We can solve the system by hand by considering the two cases separately: SW1 open, and SW1 closed.
With the switch open, we can remove the switch entirely, because an open switch is open circuit ($R = \infty$):
From this schematic, it's clear that there is nothing to power resistors R3, R4, and R5, so all their branch currents are zero:
$$i_3 = i_4 = i_5 = 0$$
R1 and R2 are simply resistors in series, so we can add their resistances to find an effective resistance:
$$R_{\text{eq}} = R_1 + R_2 = 2500 \ \Omega$$
Now, we can use Ohm's Law to find the total current:
$$I = \frac {V} {R_{\text{eq}}} = \frac {9} {2500} = 0.0036 = 3.6 \ \text{mA}$$
Because of Kirchhoff's Current Law, the branch currents $i_1 = i_2$, so:
$$i_1 = i_2 = 3.6 \ \text{mA}$$
We've fully solved for all the currents with the switch open, and it would now be easy to find the node voltages as well.

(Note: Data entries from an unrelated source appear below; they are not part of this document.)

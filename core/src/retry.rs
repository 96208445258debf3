//! Bounded exponential backoff for failed receives.

use std::time::Duration;

use crate::config::RetryConfig;

#[derive(Debug, Clone, PartialEq)]
pub struct RetryPolicy {
    max_attempts: u32,
    initial_delay: Duration,
    max_delay: Duration,
    multiplier: f64,
}

impl RetryPolicy {
    pub fn new(max_attempts: u32, initial_delay: Duration, max_delay: Duration, multiplier: f64) -> Self {
        Self {
            max_attempts,
            initial_delay,
            max_delay,
            multiplier,
        }
    }

    pub fn max_attempts(&self) -> u32 {
        self.max_attempts
    }

    /// Delay before retry number `attempt` (1-based), capped at the max delay.
    pub fn delay_for(&self, attempt: u32) -> Duration {
        let exponent = attempt.saturating_sub(1).min(i32::MAX as u32) as i32;
        let millis = self.initial_delay.as_millis() as f64 * self.multiplier.powi(exponent);
        let capped = millis.min(self.max_delay.as_millis() as f64);
        Duration::from_millis(capped as u64)
    }

    pub fn backoff(&self) -> Backoff {
        Backoff {
            policy: self.clone(),
            failures: 0,
        }
    }
}

impl From<&RetryConfig> for RetryPolicy {
    fn from(config: &RetryConfig) -> Self {
        RetryPolicy::new(
            config.max_attempts,
            Duration::from_millis(config.initial_delay_ms),
            Duration::from_millis(config.max_delay_ms),
            config.multiplier,
        )
    }
}

impl Default for RetryPolicy {
    fn default() -> Self {
        RetryPolicy::from(&RetryConfig::default())
    }
}

/// Tracks consecutive failures for one partition.
#[derive(Debug)]
pub struct Backoff {
    policy: RetryPolicy,
    failures: u32,
}

impl Backoff {
    /// Records a failure and returns how long to wait before retrying, or
    /// `None` once `max_attempts` retries have already failed.
    pub fn next_delay(&mut self) -> Option<Duration> {
        self.failures = self.failures.saturating_add(1);
        if self.failures > self.policy.max_attempts {
            return None;
        }
        Some(self.policy.delay_for(self.failures))
    }

    pub fn failures(&self) -> u32 {
        self.failures
    }

    pub fn reset(&mut self) {
        self.failures = 0;
    }
}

With the switch closed, we can replace it with a wire, because a closed switch is short circuit ($R = 0$):
From this schematic, we just have a jumble of five resistors in series and parallel. We can apply the combination rules carefully to get our effective resistance.

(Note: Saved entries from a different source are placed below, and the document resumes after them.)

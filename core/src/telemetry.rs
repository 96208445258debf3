use chrono::{DateTime, Utc};
use serde::Serialize;
use tracing_subscriber::layer::SubscriberExt;
use tracing_subscriber::util::SubscriberInitExt;

use crate::source::Record;

/// Installs the global subscriber. Logs go to stderr; stdout belongs to the
/// record sink.
pub fn init_tracing() {
    tracing_subscriber::registry()
        .with(
            tracing_subscriber::EnvFilter::try_from_default_env()
                .unwrap_or_else(|_| "poller_core=info,eh_console_consumer=info".into()),
        )
        .with(tracing_subscriber::fmt::layer().with_writer(std::io::stderr))
        .init();
}

#[derive(Debug, Default, Clone, PartialEq, Serialize)]
pub struct PartitionMetrics {
    pub receive_calls: usize,
    pub batches_received: usize,
    pub empty_batches: usize,
    pub records_delivered: usize,
    pub bytes_delivered: u64,
    pub receive_failures: usize,
    pub last_offset: Option<i64>,
    pub latest_enqueued_at: Option<DateTime<Utc>>,
}

impl PartitionMetrics {
    pub fn record_batch(&mut self, size: usize) {
        if size == 0 {
            self.empty_batches += 1;
        } else {
            self.batches_received += 1;
        }
    }

    pub fn record_delivery(&mut self, record: &Record) {
        self.records_delivered += 1;
        self.bytes_delivered += record.payload.len() as u64;
        self.last_offset = Some(record.offset);
        if record.enqueued_at > self.latest_enqueued_at {
            self.latest_enqueued_at = record.enqueued_at;
        }
    }

    pub fn avg_batch_size(&self) -> f64 {
        if self.batches_received == 0 {
            0.0
        } else {
            self.records_delivered as f64 / self.batches_received as f64
        }
    }
}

First, we can combine R4 and R5 in parallel. Since they have equal resistance, the parallel combination is just half of their individual resistance:
$$R_{\text{eq1}} = R_4 // R_5 = \frac{R_4 R_5} {R_4 + R_5} = \frac {800^2} {2 \cdot 800} = 400 \ \Omega$$
Next, we can see that R3 is just in series with Req1, so we can add their resistances to get Req2:
$$R_{\text{eq2}} = R_3 + R_{\text{eq1}} = 100 + 400 = 500 \ \Omega$$
Next, we combine the parallel R2 with Req2 to get Req3:
$$R_{\text{eq3}} = R_2 // R_{\text{eq2}} = \frac {2000 \cdot 500} {2000 + 500} = 400 \ \Omega$$
As a quick trick for solving parallel resistances like these by hand, notice that there's a fixed ratio between the 2000 and 500 values: a factor of 4. You can effectively think of the $500 \ \Omega$ resistor as being 4 parallel $2000 \ \Omega$ resistors, because $N$ same-size resistors in parallel will have a resistance of $R_{//} = \frac {R_x} {N}$. Then, you can think about the additional R2 as being just a 5th resistor in parallel with the other four! This means that the parallel combination is just like having $4+1 = 5$ of these $2000 \ \Omega$ resistors in parallel, for a total effective resistance of $\frac {2000} {5} = 400 \ \Omega$.

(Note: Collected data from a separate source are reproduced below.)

use serde::{Deserialize, Serialize};
use std::fmt;
use std::time::Duration;

use crate::errors::ConfigError;
use crate::source::{PartitionId, StartPosition};

/// Environment variable holding a YAML tuning document.
pub const CONFIG_ENV_VAR: &str = "POLLER_CONFIG";

/// Largest batch a single receive may ask for.
pub const MAX_BATCH_SIZE: usize = 10_000;

/// Consumer group used when none is configured.
pub const DEFAULT_CONSUMER_GROUP: &str = "$Default";

const DEFAULT_ENDPOINT_SUFFIX: &str = "servicebus.windows.net";
const KAFKA_ENDPOINT_PORT: u16 = 9093;

/// Everything the console consumer needs, assembled once at startup.
#[derive(Debug, Clone)]
pub struct ConsumerConfig {
    pub resource: StreamResource,
    pub polling: PollingConfig,
    pub retry: RetryConfig,
    pub kafka: KafkaOptions,
}

/// Identity and credentials of the partitioned stream to consume.
#[derive(Clone, Deserialize, Serialize)]
pub struct StreamResource {
    pub namespace: String,
    pub name: String,
    pub key_name: String,
    pub token: String,
    #[serde(default = "default_endpoint_suffix")]
    pub endpoint_suffix: String,
}

/// Optional knobs, loaded from YAML. Credentials never live here.
#[derive(Debug, Clone, Default, Deserialize, Serialize)]
pub struct TuningConfig {
    #[serde(default)]
    pub polling: PollingConfig,
    #[serde(default)]
    pub retry: RetryConfig,
    #[serde(default)]
    pub kafka: KafkaOptions,
}

#[derive(Debug, Clone, Deserialize, Serialize)]
#[serde(default)]
pub struct PollingConfig {
    pub batch_size: usize,
    pub consumer_group: String,
    pub start_position: StartPosition,
    /// How long a single receive waits for the first record of a batch.
    pub receive_timeout_ms: u64,
    /// Restrict consumption to these partitions instead of all of them.
    pub partitions: Option<Vec<i32>>,
    pub shutdown_grace_ms: u64,
}

#[derive(Debug, Clone, Deserialize, Serialize)]
#[serde(default)]
pub struct RetryConfig {
    /// Retries allowed after consecutive failed receives before a partition gives up.
    pub max_attempts: u32,
    pub initial_delay_ms: u64,
    pub max_delay_ms: u64,
    pub multiplier: f64,
}

/// Transport settings for the Kafka protocol client.
#[derive(Debug, Clone, Deserialize, Serialize)]
#[serde(default)]
pub struct KafkaOptions {
    /// Talk to these brokers instead of the namespace's event hub endpoint.
    pub bootstrap_servers: Option<String>,
    pub security_protocol: Option<String>,
    pub sasl_mechanisms: Option<String>,
    pub sasl_username: Option<String>,
    pub sasl_password: Option<String>,
    pub ssl_ca_location: Option<String>,
    pub session_timeout_ms: Option<u32>,
    pub metadata_timeout_ms: u64,
}

fn default_endpoint_suffix() -> String {
    DEFAULT_ENDPOINT_SUFFIX.to_string()
}

impl Default for PollingConfig {
    fn default() -> Self {
        Self {
            batch_size: 10,
            consumer_group: DEFAULT_CONSUMER_GROUP.to_string(),
            start_position: StartPosition::StartOfStream,
            receive_timeout_ms: 1000,
            partitions: None,
            shutdown_grace_ms: 5000,
        }
    }
}

impl Default for RetryConfig {
    fn default() -> Self {
        Self {
            max_attempts: 10,
            initial_delay_ms: 100,
            max_delay_ms: 10_000,
            multiplier: 2.0,
        }
    }
}

impl Default for KafkaOptions {
    fn default() -> Self {
        Self {
            bootstrap_servers: None,
            security_protocol: None,
            sasl_mechanisms: None,
            sasl_username: None,
            sasl_password: None,
            ssl_ca_location: None,
            session_timeout_ms: None,
            metadata_timeout_ms: 10_000,
        }
    }
}

impl StreamResource {
    pub fn new(
        namespace: impl Into<String>,
        name: impl Into<String>,
        key_name: impl Into<String>,
        token: impl Into<String>,
    ) -> Self {
        Self {
            namespace: namespace.into(),
            name: name.into(),
            key_name: key_name.into(),
            token: token.into(),
            endpoint_suffix: default_endpoint_suffix(),
        }
    }

    pub fn host(&self) -> String {
        format!("{}.{}", self.namespace, self.endpoint_suffix)
    }

    /// Shared access signature connection string for the resource.
    pub fn connection_string(&self) -> String {
        format!(
            "Endpoint=sb://{}/;SharedAccessKeyName={};SharedAccessKey={};EntityPath={}",
            self.host(),
            self.key_name,
            self.token,
            self.name
        )
    }

    /// Kafka protocol endpoint exposed by the namespace.
    pub fn kafka_endpoint(&self) -> String {
        format!("{}:{}", self.host(), KAFKA_ENDPOINT_PORT)
    }
}

impl fmt::Debug for StreamResource {
    fn fmt(&self, f: &mut fmt::Formatter<'_>) -> fmt::Result {
        f.debug_struct("StreamResource")
            .field("namespace", &self.namespace)
            .field("name", &self.name)
            .field("key_name", &self.key_name)
            .field("token", &"<redacted>")
            .field("endpoint_suffix", &self.endpoint_suffix)
            .finish()
    }
}

impl PollingConfig {
    pub fn receive_timeout(&self) -> Duration {
        Duration::from_millis(self.receive_timeout_ms)
    }

    pub fn shutdown_grace(&self) -> Duration {
        Duration::from_millis(self.shutdown_grace_ms)
    }

    pub fn partition_filter(&self) -> Option<Vec<PartitionId>> {
        self.partitions
            .as_ref()
            .map(|ids| ids.iter().copied().map(PartitionId).collect())
    }
}

impl TuningConfig {
    pub fn from_file(path: &str) -> anyhow::Result<Self> {
        let content = std::fs::read_to_string(path).map_err(|e| ConfigError::LoadFailed {
            origin: path.to_string(),
            error: Box::new(e),
        })?;
        let config: TuningConfig =
            serde_yaml::from_str(&content).map_err(|e| ConfigError::LoadFailed {
                origin: path.to_string(),
                error: Box::new(e),
            })?;
        Ok(config)
    }

    pub fn from_env() -> anyhow::Result<Self> {
        let config_str = std::env::var(CONFIG_ENV_VAR)
            .map_err(|_| anyhow::anyhow!("{CONFIG_ENV_VAR} environment variable not set"))?;
        Self::from_yaml_str(&config_str)
    }

    pub fn from_yaml_str(content: &str) -> anyhow::Result<Self> {
        let config: TuningConfig = serde_yaml::from_str(content)?;
        Ok(config)
    }
}

/// Picks the tuning source: an explicit file wins, then the environment, then
/// built-in defaults.
pub fn load_tuning(config_path: Option<&str>) -> anyhow::Result<TuningConfig> {
    match config_path {
        Some(path) => TuningConfig::from_file(path),
        None if std::env::var_os(CONFIG_ENV_VAR).is_some() => TuningConfig::from_env(),
        None => Ok(TuningConfig::default()),
    }
}

impl ConsumerConfig {
    pub fn new(resource: StreamResource, tuning: TuningConfig) -> Self {
        Self {
            resource,
            polling: tuning.polling,
            retry: tuning.retry,
            kafka: tuning.kafka,
        }
    }

    pub fn validate(&self) -> Result<(), ConfigError> {
        let required = [
            ("namespace", &self.resource.namespace),
            ("ehname", &self.resource.name),
            ("key", &self.resource.key_name),
            ("token", &self.resource.token),
        ];
        for (field, value) in required {
            if value.trim().is_empty() {
                return Err(ConfigError::MissingField {
                    field: field.to_string(),
                });
            }
        }

        if self.resource.endpoint_suffix.trim().is_empty() {
            return Err(invalid("endpoint suffix cannot be empty"));
        }
        if self.polling.batch_size == 0 {
            return Err(invalid("batch size must be positive"));
        }
        if self.polling.batch_size > MAX_BATCH_SIZE {
            return Err(invalid(&format!(
                "batch size {} exceeds the maximum of {MAX_BATCH_SIZE}",
                self.polling.batch_size
            )));
        }
        if self.polling.consumer_group.trim().is_empty() {
            return Err(invalid("consumer group cannot be empty"));
        }
        if self.polling.receive_timeout_ms == 0 {
            return Err(invalid("receive timeout must be positive"));
        }
        if let Some(partitions) = &self.polling.partitions {
            if partitions.is_empty() {
                return Err(invalid("partition list cannot be empty when given"));
            }
            if let Some(negative) = partitions.iter().find(|id| **id < 0) {
                return Err(invalid(&format!("partition id {negative} is negative")));
            }
        }
        if self.retry.max_attempts == 0 {
            return Err(invalid("retry max attempts must be at least 1"));
        }
        if self.retry.multiplier.is_nan() || self.retry.multiplier < 1.0 {
            return Err(invalid("retry multiplier must be at least 1.0"));
        }
        if self.retry.initial_delay_ms > self.retry.max_delay_ms {
            return Err(invalid("retry initial delay cannot exceed the max delay"));
        }
        if let Some(servers) = &self.kafka.bootstrap_servers {
            if servers.trim().is_empty() {
                return Err(invalid("Kafka bootstrap servers cannot be empty"));
            }
        }
        Ok(())
    }
}

fn invalid(reason: &str) -> ConfigError {
    ConfigError::ValidationFailed {
        reason: reason.to_string(),
    }
}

Finally, we can combine the series R1 and Req3 to get Req4:
$$R_{\text{eq4}} = R_1 + R_{\text{eq3}} = 500 + 400 = 900 \ \Omega$$
From here, it's again easy to use Ohm's Law to find the total current:
$$i_1 = \frac {V} {R} = \frac {9} {900} = 0.01 = 10 \ \text{mA}$$
In this switch closed case, the other branch currents $i_2, i_3, i_4, i_5$ in the original circuit have their own values. But now that we have the total current, we can "unwind" our resistor simplifications and look at how the current divides through each branch.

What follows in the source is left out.